● WORK TO COMPLETE
If a line of the data below holds the word "again", list it.

● GIVEN RECORDS

######

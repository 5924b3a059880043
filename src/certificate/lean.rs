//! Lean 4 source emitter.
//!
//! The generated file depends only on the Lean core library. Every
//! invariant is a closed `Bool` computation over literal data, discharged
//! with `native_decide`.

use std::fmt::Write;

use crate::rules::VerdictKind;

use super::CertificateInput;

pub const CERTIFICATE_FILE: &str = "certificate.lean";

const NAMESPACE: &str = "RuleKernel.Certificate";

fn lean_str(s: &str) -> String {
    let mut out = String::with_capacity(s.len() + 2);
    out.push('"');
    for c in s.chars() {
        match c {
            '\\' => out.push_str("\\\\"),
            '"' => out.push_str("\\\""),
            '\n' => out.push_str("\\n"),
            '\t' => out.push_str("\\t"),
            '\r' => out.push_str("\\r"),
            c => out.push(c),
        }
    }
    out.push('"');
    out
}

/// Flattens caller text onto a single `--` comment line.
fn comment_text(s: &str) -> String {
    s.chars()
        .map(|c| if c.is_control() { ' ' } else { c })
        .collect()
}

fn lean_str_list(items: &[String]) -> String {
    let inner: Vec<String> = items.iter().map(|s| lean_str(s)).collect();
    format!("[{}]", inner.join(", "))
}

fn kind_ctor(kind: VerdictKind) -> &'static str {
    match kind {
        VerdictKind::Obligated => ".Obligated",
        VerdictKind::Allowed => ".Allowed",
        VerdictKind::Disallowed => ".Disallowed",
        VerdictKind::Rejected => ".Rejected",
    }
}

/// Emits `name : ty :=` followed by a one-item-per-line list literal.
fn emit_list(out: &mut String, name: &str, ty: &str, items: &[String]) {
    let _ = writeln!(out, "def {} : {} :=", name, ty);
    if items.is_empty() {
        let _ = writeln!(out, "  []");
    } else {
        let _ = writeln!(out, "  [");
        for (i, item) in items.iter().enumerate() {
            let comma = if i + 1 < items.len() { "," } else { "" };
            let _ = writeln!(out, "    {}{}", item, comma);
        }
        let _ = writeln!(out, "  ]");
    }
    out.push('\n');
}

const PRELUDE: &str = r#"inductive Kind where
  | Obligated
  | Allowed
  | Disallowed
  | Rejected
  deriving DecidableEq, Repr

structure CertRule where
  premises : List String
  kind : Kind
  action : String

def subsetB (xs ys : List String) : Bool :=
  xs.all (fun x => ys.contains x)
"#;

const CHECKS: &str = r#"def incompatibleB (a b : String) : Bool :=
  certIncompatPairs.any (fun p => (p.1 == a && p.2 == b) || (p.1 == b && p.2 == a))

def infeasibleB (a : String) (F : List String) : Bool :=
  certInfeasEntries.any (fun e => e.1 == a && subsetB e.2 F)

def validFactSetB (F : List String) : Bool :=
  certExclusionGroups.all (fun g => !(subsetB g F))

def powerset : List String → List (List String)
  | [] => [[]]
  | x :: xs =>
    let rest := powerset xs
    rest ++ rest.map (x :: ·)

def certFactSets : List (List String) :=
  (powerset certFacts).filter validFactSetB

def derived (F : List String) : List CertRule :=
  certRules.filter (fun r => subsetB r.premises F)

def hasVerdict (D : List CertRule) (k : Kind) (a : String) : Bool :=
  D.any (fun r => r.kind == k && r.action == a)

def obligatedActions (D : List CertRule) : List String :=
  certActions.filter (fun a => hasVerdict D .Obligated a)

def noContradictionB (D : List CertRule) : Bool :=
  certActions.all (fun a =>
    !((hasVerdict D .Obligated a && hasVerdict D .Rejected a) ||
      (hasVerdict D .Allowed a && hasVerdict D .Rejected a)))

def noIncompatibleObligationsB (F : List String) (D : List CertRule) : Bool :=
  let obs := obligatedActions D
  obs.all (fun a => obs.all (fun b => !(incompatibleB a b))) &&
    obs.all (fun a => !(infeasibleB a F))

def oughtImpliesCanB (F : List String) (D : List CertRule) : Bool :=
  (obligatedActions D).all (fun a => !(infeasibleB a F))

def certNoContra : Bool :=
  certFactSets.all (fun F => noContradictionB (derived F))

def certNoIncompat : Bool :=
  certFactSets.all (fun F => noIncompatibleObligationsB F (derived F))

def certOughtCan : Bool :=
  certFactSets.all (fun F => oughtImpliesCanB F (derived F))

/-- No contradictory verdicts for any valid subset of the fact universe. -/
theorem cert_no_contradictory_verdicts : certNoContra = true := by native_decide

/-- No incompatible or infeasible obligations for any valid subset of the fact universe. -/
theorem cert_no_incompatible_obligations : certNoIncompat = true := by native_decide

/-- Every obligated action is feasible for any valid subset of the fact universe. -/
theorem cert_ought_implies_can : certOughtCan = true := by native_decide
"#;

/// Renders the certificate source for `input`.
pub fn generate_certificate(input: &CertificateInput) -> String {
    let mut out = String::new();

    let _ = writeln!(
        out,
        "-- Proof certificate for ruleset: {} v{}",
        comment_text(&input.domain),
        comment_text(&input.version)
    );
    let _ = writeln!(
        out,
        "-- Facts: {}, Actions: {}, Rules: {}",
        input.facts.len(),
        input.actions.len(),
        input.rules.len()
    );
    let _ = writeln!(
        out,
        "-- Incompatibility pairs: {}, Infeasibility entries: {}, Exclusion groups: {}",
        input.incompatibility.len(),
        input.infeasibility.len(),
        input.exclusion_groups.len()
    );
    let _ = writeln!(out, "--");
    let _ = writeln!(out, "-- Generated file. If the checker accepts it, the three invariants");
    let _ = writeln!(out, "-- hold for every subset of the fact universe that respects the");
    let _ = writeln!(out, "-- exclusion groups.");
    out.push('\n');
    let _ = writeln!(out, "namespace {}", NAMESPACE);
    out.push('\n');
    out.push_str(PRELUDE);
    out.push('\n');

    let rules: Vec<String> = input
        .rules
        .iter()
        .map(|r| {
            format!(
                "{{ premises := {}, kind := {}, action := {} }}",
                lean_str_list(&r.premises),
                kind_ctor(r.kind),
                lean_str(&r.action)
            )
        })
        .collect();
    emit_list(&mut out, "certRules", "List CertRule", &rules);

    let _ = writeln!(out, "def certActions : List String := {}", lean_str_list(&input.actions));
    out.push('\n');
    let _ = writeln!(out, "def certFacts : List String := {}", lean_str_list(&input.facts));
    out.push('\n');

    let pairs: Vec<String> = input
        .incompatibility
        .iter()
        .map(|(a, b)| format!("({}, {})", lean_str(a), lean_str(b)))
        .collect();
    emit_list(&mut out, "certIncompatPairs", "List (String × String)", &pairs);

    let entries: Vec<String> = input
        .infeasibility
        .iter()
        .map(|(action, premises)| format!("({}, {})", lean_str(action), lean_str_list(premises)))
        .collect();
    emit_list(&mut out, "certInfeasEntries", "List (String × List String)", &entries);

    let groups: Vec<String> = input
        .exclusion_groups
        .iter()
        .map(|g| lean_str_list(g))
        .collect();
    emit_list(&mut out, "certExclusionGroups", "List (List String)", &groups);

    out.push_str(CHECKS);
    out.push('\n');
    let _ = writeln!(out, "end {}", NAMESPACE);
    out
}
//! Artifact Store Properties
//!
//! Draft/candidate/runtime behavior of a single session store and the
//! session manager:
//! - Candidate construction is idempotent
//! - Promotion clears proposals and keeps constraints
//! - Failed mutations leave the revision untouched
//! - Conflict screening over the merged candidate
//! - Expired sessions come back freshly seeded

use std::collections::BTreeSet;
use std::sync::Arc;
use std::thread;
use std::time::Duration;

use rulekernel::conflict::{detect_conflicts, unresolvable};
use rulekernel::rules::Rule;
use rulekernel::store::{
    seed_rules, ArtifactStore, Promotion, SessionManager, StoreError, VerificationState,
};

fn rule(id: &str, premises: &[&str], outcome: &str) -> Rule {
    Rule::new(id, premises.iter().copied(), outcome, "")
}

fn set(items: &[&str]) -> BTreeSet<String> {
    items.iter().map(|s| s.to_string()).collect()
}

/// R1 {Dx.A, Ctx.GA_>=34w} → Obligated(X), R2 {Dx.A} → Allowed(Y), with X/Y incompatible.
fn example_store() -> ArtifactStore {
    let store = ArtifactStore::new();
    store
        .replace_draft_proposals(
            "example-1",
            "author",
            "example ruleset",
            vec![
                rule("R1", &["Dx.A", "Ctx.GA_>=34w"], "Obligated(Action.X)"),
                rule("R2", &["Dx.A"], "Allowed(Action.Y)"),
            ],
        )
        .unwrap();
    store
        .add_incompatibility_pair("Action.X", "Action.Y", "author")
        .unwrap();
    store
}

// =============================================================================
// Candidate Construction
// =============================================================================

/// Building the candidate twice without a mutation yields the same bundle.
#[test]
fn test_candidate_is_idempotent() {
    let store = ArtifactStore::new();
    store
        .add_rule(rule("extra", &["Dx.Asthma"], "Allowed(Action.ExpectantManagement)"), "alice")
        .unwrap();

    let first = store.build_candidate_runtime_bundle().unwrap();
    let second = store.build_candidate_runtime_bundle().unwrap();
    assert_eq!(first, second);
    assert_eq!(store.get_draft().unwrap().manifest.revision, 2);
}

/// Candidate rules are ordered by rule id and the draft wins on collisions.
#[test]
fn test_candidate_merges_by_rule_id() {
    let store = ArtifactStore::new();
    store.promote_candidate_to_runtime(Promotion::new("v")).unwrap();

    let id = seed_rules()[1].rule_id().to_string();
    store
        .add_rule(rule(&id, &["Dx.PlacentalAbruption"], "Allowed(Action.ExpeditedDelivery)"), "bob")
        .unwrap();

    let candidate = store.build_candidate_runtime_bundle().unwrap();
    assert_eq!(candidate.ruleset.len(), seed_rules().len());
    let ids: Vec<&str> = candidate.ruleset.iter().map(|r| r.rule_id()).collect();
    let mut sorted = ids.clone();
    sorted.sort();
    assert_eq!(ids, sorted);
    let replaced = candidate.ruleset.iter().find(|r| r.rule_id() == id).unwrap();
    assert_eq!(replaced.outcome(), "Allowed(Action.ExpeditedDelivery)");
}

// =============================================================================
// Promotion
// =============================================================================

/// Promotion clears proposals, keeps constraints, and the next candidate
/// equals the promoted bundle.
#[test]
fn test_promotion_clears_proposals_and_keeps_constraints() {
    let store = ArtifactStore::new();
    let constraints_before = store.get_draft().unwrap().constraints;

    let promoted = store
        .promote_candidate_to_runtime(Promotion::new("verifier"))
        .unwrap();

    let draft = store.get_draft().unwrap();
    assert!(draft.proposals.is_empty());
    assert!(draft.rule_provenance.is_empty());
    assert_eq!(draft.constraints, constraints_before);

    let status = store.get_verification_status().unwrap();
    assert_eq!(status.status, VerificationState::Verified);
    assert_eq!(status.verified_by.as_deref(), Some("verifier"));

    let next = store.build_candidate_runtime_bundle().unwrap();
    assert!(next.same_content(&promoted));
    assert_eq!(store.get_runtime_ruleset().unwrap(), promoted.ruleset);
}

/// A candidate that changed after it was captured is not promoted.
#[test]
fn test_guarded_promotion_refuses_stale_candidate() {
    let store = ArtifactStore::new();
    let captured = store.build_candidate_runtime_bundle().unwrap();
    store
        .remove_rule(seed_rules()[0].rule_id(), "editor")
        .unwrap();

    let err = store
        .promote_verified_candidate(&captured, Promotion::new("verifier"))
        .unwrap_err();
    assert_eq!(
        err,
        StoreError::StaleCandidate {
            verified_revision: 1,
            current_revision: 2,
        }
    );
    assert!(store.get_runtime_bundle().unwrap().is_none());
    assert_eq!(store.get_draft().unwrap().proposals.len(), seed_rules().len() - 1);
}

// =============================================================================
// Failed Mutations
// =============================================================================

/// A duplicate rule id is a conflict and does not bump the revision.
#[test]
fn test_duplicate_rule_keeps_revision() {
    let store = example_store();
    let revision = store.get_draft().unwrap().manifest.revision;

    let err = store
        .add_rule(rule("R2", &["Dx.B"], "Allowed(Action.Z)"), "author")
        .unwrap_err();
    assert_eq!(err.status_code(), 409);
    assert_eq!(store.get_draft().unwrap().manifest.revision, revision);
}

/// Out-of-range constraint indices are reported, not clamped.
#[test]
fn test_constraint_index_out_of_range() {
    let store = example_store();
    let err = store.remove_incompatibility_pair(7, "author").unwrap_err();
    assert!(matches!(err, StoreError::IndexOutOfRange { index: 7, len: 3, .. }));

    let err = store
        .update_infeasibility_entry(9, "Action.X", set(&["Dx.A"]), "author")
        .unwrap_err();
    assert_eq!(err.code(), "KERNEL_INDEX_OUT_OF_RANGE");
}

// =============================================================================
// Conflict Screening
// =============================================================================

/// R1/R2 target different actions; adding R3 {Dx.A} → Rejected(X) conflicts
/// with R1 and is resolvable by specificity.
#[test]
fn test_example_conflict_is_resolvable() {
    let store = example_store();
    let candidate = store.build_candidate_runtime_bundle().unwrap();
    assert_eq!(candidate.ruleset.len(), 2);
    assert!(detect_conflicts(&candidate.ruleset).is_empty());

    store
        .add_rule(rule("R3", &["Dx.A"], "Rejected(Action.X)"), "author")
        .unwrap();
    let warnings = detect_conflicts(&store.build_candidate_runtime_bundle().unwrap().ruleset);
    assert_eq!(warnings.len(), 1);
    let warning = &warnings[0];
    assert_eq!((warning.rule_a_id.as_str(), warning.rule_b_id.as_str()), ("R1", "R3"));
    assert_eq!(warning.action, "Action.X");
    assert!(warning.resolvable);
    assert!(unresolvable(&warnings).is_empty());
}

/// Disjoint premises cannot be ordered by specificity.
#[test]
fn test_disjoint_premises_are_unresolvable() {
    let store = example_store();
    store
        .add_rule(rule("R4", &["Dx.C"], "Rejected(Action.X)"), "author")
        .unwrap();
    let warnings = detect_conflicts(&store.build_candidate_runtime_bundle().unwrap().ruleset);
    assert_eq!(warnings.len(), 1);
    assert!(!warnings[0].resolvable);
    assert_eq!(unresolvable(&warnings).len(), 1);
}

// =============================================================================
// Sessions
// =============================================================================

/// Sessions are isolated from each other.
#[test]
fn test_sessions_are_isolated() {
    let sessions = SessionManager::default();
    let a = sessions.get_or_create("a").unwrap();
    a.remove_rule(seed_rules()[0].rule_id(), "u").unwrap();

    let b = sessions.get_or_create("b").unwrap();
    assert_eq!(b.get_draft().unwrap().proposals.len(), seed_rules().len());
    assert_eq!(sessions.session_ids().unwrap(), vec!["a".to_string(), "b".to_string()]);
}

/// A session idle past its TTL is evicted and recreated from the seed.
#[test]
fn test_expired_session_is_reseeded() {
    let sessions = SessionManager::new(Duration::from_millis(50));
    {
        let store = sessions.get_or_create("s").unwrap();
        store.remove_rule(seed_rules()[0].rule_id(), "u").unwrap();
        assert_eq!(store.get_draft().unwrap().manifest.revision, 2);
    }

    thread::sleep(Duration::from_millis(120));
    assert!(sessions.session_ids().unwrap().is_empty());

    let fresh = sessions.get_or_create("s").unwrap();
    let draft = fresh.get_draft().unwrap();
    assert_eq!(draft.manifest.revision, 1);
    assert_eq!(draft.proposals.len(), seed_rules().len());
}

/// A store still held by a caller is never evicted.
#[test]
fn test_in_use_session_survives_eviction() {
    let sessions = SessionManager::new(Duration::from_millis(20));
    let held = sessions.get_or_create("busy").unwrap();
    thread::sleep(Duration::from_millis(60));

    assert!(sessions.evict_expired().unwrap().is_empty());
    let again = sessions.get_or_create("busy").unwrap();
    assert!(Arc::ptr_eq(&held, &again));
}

######

● ANSWER SPACE
    let again = sessions.get_or_create("busy").unwrap();
    assert!(Arc::ptr_eq(&held, &again));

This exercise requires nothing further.